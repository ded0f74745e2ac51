//! Per-generation cancellation signal.
//!
//! A fresh [`GenerationSignal`] is minted for every cohort, so a stale flag
//! from a previous session identity can never leak into the next one.
//! Two flags are carried:
//!
//! - **exhausted**: raised at most once, by the first worker that sees the
//!   session identity run out of quota
//! - **shutdown**: raised by the orchestrator when the cohort should stop
//!   (queue drained, exhaustion observed, or a fatal store error)
//!
//! Both are cooperative: workers observe them at their next queue poll and
//! never abort an in-flight driver call.

use std::sync::Arc;

use tokio::sync::watch;

#[derive(Debug, Clone, Copy, Default, PartialEq, Eq)]
struct Flags {
    exhausted: bool,
    shutdown: bool,
}

/// Shared stop signal for one cohort generation.
#[derive(Debug, Clone)]
pub struct GenerationSignal {
    generation: usize,
    flags: Arc<watch::Sender<Flags>>,
}

impl GenerationSignal {
    /// Creates an unset signal for the given generation index.
    pub fn new(generation: usize) -> Self {
        let (tx, _) = watch::channel(Flags::default());
        Self {
            generation,
            flags: Arc::new(tx),
        }
    }

    /// Returns the generation this signal belongs to.
    pub fn generation(&self) -> usize {
        self.generation
    }

    /// Raises the resource-exhausted flag.
    ///
    /// Returns `true` only for the call that actually set it.
    pub fn raise_exhausted(&self) -> bool {
        self.flags.send_if_modified(|flags| {
            if flags.exhausted {
                false
            } else {
                flags.exhausted = true;
                true
            }
        })
    }

    /// Asks every worker of this generation to stop after its current task.
    pub fn request_shutdown(&self) {
        self.flags.send_if_modified(|flags| {
            if flags.shutdown {
                false
            } else {
                flags.shutdown = true;
                true
            }
        });
    }

    /// Returns whether the session identity was reported exhausted.
    pub fn is_exhausted(&self) -> bool {
        self.flags.borrow().exhausted
    }

    /// Returns whether shutdown was requested.
    pub fn is_shutdown_requested(&self) -> bool {
        self.flags.borrow().shutdown
    }

    /// Returns whether a worker should stop pulling tasks.
    pub fn should_stop(&self) -> bool {
        let flags = *self.flags.borrow();
        flags.exhausted || flags.shutdown
    }

    /// Resolves once the exhausted flag is raised.
    pub async fn exhausted(&self) {
        let mut rx = self.flags.subscribe();
        let _ = rx.wait_for(|flags| flags.exhausted).await;
    }

    /// Resolves once either flag is raised.
    pub async fn stopped(&self) {
        let mut rx = self.flags.subscribe();
        let _ = rx.wait_for(|flags| flags.exhausted || flags.shutdown).await;
    }
}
•••
* Exercise objective *
All lines from the one containing "let _ = rx.wait_for(|flags| flags.exhausted).await;" through the end of the material should be restated exactly, with both end lines kept.

* Response to the task *
        let _ = rx.wait_for(|flags| flags.exhausted).await;
    }

    /// Resolves once either flag is raised.
    pub async fn stopped(&self) {
        let mut rx = self.flags.subscribe();
        let _ = rx.wait_for(|flags| flags.exhausted || flags.shutdown).await;
    }
}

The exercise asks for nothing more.